Tiny Double Feature: SHADOWS + A BUCKET OF BLOOD

We’ve got two films from two maverick American filmmakers in just two and a half hours!

A concentrated blast of late ’50s beat culture from very different perspectives.

Shadows (1959)

SHADOWS isn’t America’s first indie feature film, but it may be its first mature one — the first to put everything on the line for its uncompromising modern approach to style and subject matter.
As he follows the lives of three Manhattanite siblings (with a breakout performance by Lelia Goldoni), Cassavetes gives each actor room to shape their character like a bandleader calling out solos. The filmmaker would refine this style in later pictures, but one doesn’t look to SHADOWS for refinement; it’s as raw, direct and original as the day it first hit the screen. . . Using the rough-hewn vérité style which redefined filmmaking, SHADOWS’ off-the-cuff narrative and staccato editing share an affinity with bop jazz. – American Genre Film Archive

Directed by John Cassavetes. USA. 1959. 81 min. DCP.

Plays with:

A Bucket of Blood (1959)

Nerdy Walter Paisley (Dick Miller), a maladroit busboy at a beatnik café who doesn’t fit in with the cool scene around him, attempts to woo his beautiful co-worker, Carla (Barboura Morris), by making a bust of her.

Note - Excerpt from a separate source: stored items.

//! Storage implementation for the SQLite backend.

use std::fmt::Debug;
use std::sync::Arc;

use r2d2::Pool;
use r2d2_sqlite::SqliteConnectionManager;
use rusqlite::{Connection, ErrorCode, params_from_iter};
use serde_json::Value;
use tracing::{debug, info, warn};

use super::backend::{SqlStorageConfig, get_connection, open_pool};
use super::query_builder::{QueryBuilder, SqlParam, WhereClause};
use super::table::{Table, quote_ident};
use crate::clock::{Clock, SystemClock};
use crate::core::{ItemIter, Storage, decode_offset, look_ahead_page, offset_page};
use crate::error::{StorageError, StorageResult};
use crate::filter::{Filter, SearchFilter};
use crate::meta::StorageMeta;
use crate::types::{Item, Page};

/// Storage backed by one SQLite table.
///
/// Filters are translated into `WHERE` clauses; whatever cannot be translated
/// exactly is re-checked client-side after the rows are loaded. Each call
/// checks out one pooled connection and returns it on every exit path.
pub struct SqlStorage {
    meta: StorageMeta,
    table: Table,
    pool: Pool<SqliteConnectionManager>,
    config: SqlStorageConfig,
    clock: Arc<dyn Clock>,
}

impl Debug for SqlStorage {
    fn fmt(&self, f: &mut std::fmt::Formatter<'_>) -> std::fmt::Result {
        f.debug_struct("SqlStorage")
            .field("table", &self.table.name())
            .field("config", &self.config)
            .finish_non_exhaustive()
    }
}

impl SqlStorage {
    /// Opens a storage over a private in-memory database.
    pub fn in_memory(meta: StorageMeta) -> StorageResult<Self> {
        Self::new(meta, SqlStorageConfig::default())
    }

    /// Opens a storage with custom configuration, creating its table unless
    /// disabled.
    pub fn new(meta: StorageMeta, config: SqlStorageConfig) -> StorageResult<Self> {
        let pool = open_pool(&config)?;
        let storage = Self {
            table: Table::from_meta(&meta),
            meta,
            pool,
            config,
            clock: Arc::new(SystemClock),
        };
        if storage.config.create_table {
            storage.create_table()?;
        }
        Ok(storage)
    }

    /// Replaces the clock used by attribute generators.
    pub fn with_clock(mut self, clock: Arc<dyn Clock>) -> Self {
        self.clock = clock;
        self
    }

    /// Returns the derived table layout.
    pub fn table(&self) -> &Table {
        &self.table
    }

    /// Returns the backend configuration.
    pub fn config(&self) -> &SqlStorageConfig {
        &self.config
    }

    /// Creates the table if it does not exist.
    pub fn create_table(&self) -> StorageResult<()> {
        let conn = get_connection(&self.pool)?;
        let sql = self.table.create_sql();
        conn.execute(&sql, [])?;
        info!(table = %self.table.name(), %sql, "created sqlite table");
        Ok(())
    }

    /// Runs a statement outside the storage, e.g. to mutate rows directly.
    pub fn execute(&self, sql: &str, params: &[SqlParam]) -> StorageResult<usize> {
        let conn = get_connection(&self.pool)?;
        Ok(conn.execute(sql, params_from_iter(params.iter()))?)
    }

    fn builder(&self) -> QueryBuilder<'_> {
        QueryBuilder::new(&self.table, self.meta.attrs())
    }

    fn query_items(&self, conn: &Connection, sql: &str, params: &[SqlParam]) -> StorageResult<Vec<Item>> {
        debug!(table = %self.table.name(), %sql, params = params.len(), "sqlite query");
        let mut stmt = conn.prepare(sql)?;
        let rows = stmt.query_map(params_from_iter(params.iter()), |row| {
            self.table.read_row(row)
        })?;
        let items = rows.collect::<rusqlite::Result<Vec<_>>>()?;
        Ok(items)
    }

    /// Loads all rows the clause selects, re-checking the filter when the
    /// clause is only an approximation.
    fn load_matching(&self, clause: &WhereClause, search: &SearchFilter) -> StorageResult<Vec<Item>> {
        let conn = get_connection(&self.pool)?;
        let sql = self.builder().select(&clause.fragment, search.order.as_ref());
        let items = self.query_items(&conn, &sql, &clause.fragment.params)?;
        if clause.handled {
            return Ok(items);
        }
        let attrs = self.meta.attrs();
        Ok(items
            .into_iter()
            .filter(|item| search.filter.matches(item, attrs))
            .collect())
    }

    fn insert(&self, conn: &Connection, item: &Item, key_hint: &str) -> StorageResult<()> {
        let insert = self.builder().insert(item)?;
        debug!(table = %self.table.name(), sql = %insert.sql, "sqlite insert");
        match conn.execute(&insert.sql, params_from_iter(insert.params.iter())) {
            Ok(_) => Ok(()),
            Err(rusqlite::Error::SqliteFailure(err, _))
                if err.code == ErrorCode::ConstraintViolation =>
            {
                Err(StorageError::duplicate(self.meta.name(), key_hint))
            }
            Err(e) => Err(e.into()),
        }
    }

    fn next_sequence_value(&self, conn: &Connection, name: &str) -> StorageResult<i64> {
        let sql = format!(
            "SELECT COALESCE(MAX({}), 0) + 1 FROM {}",
            quote_ident(name),
            self.table.ident()
        );
        Ok(conn.query_row(&sql, [], |row| row.get(0))?)
    }
}

impl Storage for SqlStorage {
    fn meta(&self) -> &StorageMeta {
        &self.meta
    }

    fn create(&self, mut item: Item) -> StorageResult<String> {
        self.meta.apply_create_generators(&mut item, self.clock.as_ref());
        let conn = get_connection(&self.pool)?;

        let absent = |item: &Item, name: &str| item.get(name).is_none_or(Value::is_null);
        let autoincrement = self
            .table
            .autoincrement_column()
            .filter(|c| absent(&item, &c.name))
            .map(|c| c.name.clone());

        if let Some(column) = autoincrement {
            self.insert(&conn, &item, "")?;
            item.insert(column, Value::from(conn.last_insert_rowid()));
            return self.meta.key_of(&item);
        }

        if let Some(attr) = self.meta.sequence_attr() {
            if absent(&item, &attr.name) {
                let next = self.next_sequence_value(&conn, &attr.name)?;
                item.insert(attr.name.clone(), Value::from(next));
            }
        }
        let key = self.meta.key_of(&item)?;
        self.insert(&conn, &item, &key)?;
        Ok(key)
    }

    fn read(&self, key: &str) -> StorageResult<Option<Item>> {
        let Ok(key_values) = self.meta.key_item(key) else {
            return Ok(None);
        };
        let Some(condition) = self.builder().key_condition(&key_values) else {
            return Ok(None);
        };
        let conn = get_connection(&self.pool)?;
        let sql = self.builder().select(&condition, None);
        Ok(self
            .query_items(&conn, &sql, &condition.params)?
            .into_iter()
            .next())
    }

    fn update(&self, mut item: Item) -> StorageResult<Item> {
        self.meta.apply_update_generators(&mut item, self.clock.as_ref());
        let key = self.meta.key_of(&item)?;
        let Some(condition) = self.builder().key_condition(&item) else {
            return Err(StorageError::missing(self.meta.name(), key));
        };

        let update = self.builder().update(&item, &condition)?;
        let conn = get_connection(&self.pool)?;
        debug!(table = %self.table.name(), sql = %update.sql, "sqlite update");
        let affected = conn.execute(&update.sql, params_from_iter(update.params.iter()))?;
        if affected == 0 {
            return Err(StorageError::missing(self.meta.name(), key));
        }
        Ok(item)
    }

    fn destroy(&self, key: &str) -> StorageResult<bool> {
        let Ok(key_values) = self.meta.key_item(key) else {
            return Ok(false);
        };
        let Some(condition) = self.builder().key_condition(&key_values) else {
            return Ok(false);
        };
        let delete = self.builder().delete(&condition);
        let conn = get_connection(&self.pool)?;
        let affected = conn.execute(&delete.sql, params_from_iter(delete.params.iter()))?;
        Ok(affected > 0)
    }

    fn search(&self, search: &SearchFilter) -> StorageResult<ItemIter<'_>> {
        let clause = self.builder().build_where(&search.filter);
        let items = self.load_matching(&clause, search)?;
        Ok(Box::new(items.into_iter().map(Ok)))
    }

    fn count(&self, filter: &Filter) -> StorageResult<u64> {
        let clause = self.builder().build_where(filter);
        if !clause.handled {
            warn!(
                table = %self.table.name(),
                "filter not fully handled by sql, counting client-side"
            );
            let items = self.load_matching(&clause, &SearchFilter::new(filter.clone()))?;
            return Ok(items.len() as u64);
        }
        let conn = get_connection(&self.pool)?;
        let sql = self.builder().count(&clause.fragment);
        debug!(table = %self.table.name(), %sql, "sqlite count");
        let count: i64 = conn.query_row(&sql, params_from_iter(clause.fragment.params.iter()), |row| {
            row.get(0)
        })?;
        Ok(count.max(0) as u64)
    }

    fn paged_search(
        &self,
        search: &SearchFilter,
        page_key: Option<&str>,
        limit: Option<usize>,
    ) -> StorageResult<Page> {
        let limit = self.meta.check_limit(limit)?;
        let clause = self.builder().build_where(&search.filter);
        if !clause.handled {
            debug!(
                table = %self.table.name(),
                "filter not fully handled by sql, paging client-side"
            );
            let items = self.load_matching(&clause, search)?;
            return offset_page(&self.meta, search, items, page_key, Some(limit));
        }

        let fingerprint = search.fingerprint();
        let offset = decode_offset(&self.meta, page_key, &fingerprint)?;
        let sql = format!(
            "{} LIMIT ? OFFSET ?",
            self.builder().select(&clause.fragment, search.order.as_ref())
        );
        let mut params = clause.fragment.params;
        params.push(SqlParam::Integer((limit + 1) as i64));
        params.push(SqlParam::Integer(offset as i64));

        let conn = get_connection(&self.pool)?;
        let items = self.query_items(&conn, &sql, &params)?;
        Ok(look_ahead_page(items, offset, limit, fingerprint))
    }
}

#[cfg(test)]
mod tests {
    use super::*;
    use crate::filter::{Comparator, attr};
    use crate::meta::{Attr, AttrGenerator, KeyConfig};
    use serde_json::json;

    fn item(value: Value) -> Item {
        value.as_object().cloned().unwrap()
    }

    fn books() -> SqlStorage {
        let meta = StorageMeta::builder("books")
            .attr(Attr::string("id"))
            .attr(Attr::string("title"))
            .attr(Attr::int("year").nullable())
            .build()
            .unwrap();
        SqlStorage::in_memory(meta).unwrap()
    }

    #[test]
    fn test_crud_roundtrip() {
        let storage = books();
        storage
            .create(item(json!({"id": "a", "title": "Dune", "year": 1965})))
            .unwrap();
        assert_eq!(
            storage.read("a").unwrap().unwrap(),
            item(json!({"id": "a", "title": "Dune", "year": 1965}))
        );

        storage.update(item(json!({"id": "a", "title": "Emma"}))).unwrap();
        assert_eq!(
            storage.read("a").unwrap().unwrap(),
            item(json!({"id": "a", "title": "Emma"}))
        );

        assert!(storage.destroy("a").unwrap());
        assert!(!storage.destroy("a").unwrap());
        assert!(storage.read("a").unwrap().is_none());
    }

    #[test]
    fn test_duplicate_and_missing() {
        let storage = books();
        storage.create(item(json!({"id": "a"}))).unwrap();
        assert!(matches!(
            storage.create(item(json!({"id": "a"}))),
            Err(StorageError::DuplicateKey { .. })
        ));
        assert!(matches!(
            storage.update(item(json!({"id": "b"}))),
            Err(StorageError::MissingItem { .. })
        ));
    }

    #[test]
    fn test_autoincrement_key() {
        let meta = StorageMeta::builder("events")
            .attr(Attr::int("id").with_create_generator(AttrGenerator::Sequence))
            .attr(Attr::string("name"))
            .build()
            .unwrap();
        let storage = SqlStorage::in_memory(meta).unwrap();
        assert_eq!(storage.create(item(json!({"name": "a"}))).unwrap(), "1");
        assert_eq!(storage.create(item(json!({"name": "b"}))).unwrap(), "2");
        assert_eq!(storage.read("2").unwrap().unwrap()["name"], json!("b"));
        assert!(storage.read("not-a-number").unwrap().is_none());
    }

    #[test]
    fn test_composite_key() {
        let meta = StorageMeta::builder("lines")
            .attr(Attr::string("order_id"))
            .attr(Attr::int("line"))
            .attr(Attr::string("sku"))
            .key_config(KeyConfig::composite(["order_id", "line"]))
            .build()
            .unwrap();
        let storage = SqlStorage::in_memory(meta).unwrap();
        let key = storage
            .create(item(json!({"order_id": "o/1", "line": 2, "sku": "x"})))
            .unwrap();
        assert_eq!(key, "o%2F1/2");
        assert_eq!(storage.read(&key).unwrap().unwrap()["sku"], json!("x"));
    }

    #[test]
    fn test_unhandled_filter_rechecked() {
        let storage = books();
        for (id, title) in [("a", "Dune"), ("b", "Emma"), ("c", "Dune Messiah")] {
            storage
                .create(item(json!({"id": id, "title": title})))
                .unwrap();
        }
        // A string operand on an integer column cannot be bound, so it is
        // filtered client-side.
        let filter = attr("title").startswith("Dune") & attr("year").ne("x");
        assert_eq!(storage.count(&filter).unwrap(), 0);

        let filter = attr("title").startswith("Dune") & !attr("year").eq("x");
        let search = SearchFilter::new(filter).order_by(Comparator::desc("id"));
        let page = storage.paged_search(&search, None, Some(1)).unwrap();
        assert_eq!(page.items[0]["id"], json!("c"));
        let page = storage
            .paged_search(&search, page.next_page_key.as_deref(), Some(1))
            .unwrap();
        assert_eq!(page.items[0]["id"], json!("a"));
        assert!(page.next_page_key.is_none());
    }

    #[test]
    fn test_query_folds_non_ascii_case() {
        let storage = books();
        for (id, title) in [("a", "\u{c9}COLE"), ("b", "Ecole"), ("c", "Dune")] {
            storage
                .create(item(json!({"id": id, "title": title})))
                .unwrap();
        }
        let found = |text: &str| -> Vec<Value> {
            storage
                .search(&SearchFilter::new(Filter::query(text)))
                .unwrap()
                .map(|i| i.unwrap()["id"].clone())
                .collect()
        };
        assert_eq!(found("\u{e9}cole"), vec![json!("a")]);
        assert_eq!(found("COLE"), vec![json!("a"), json!("b")]);
        assert_eq!(storage.count(&Filter::query("\u{e9}cole")).unwrap(), 1);
    }

    #[test]
    fn test_not_matches_missing_values() {
        let storage = books();
        storage.create(item(json!({"id": "a", "year": 1980}))).unwrap();
        storage.create(item(json!({"id": "b"}))).unwrap();
        let ids: Vec<Value> = storage
            .search(&SearchFilter::new(!attr("year").gt(1970)))
            .unwrap()
            .map(|i| i.unwrap()["id"].clone())
            .collect();
        assert_eq!(ids, vec![json!("b")]);
    }
}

When his klutziness results in the death of his landlady’s cat, he panics and hides its body under a layer of plaster. But when Carla and her friends enthuse over the resulting artwork, Walter decides to create some bigger and more elaborate pieces using the same artistic process.

Dir. Roger Corman. USA. 1959. 59 min. Blu-ray.


NOTE FILMS START RIGHT AT THE LISTED SHOWTIME. THERE WILL BE A TEN-MINUTE INTERMISSION BETWEEN THE FILMS.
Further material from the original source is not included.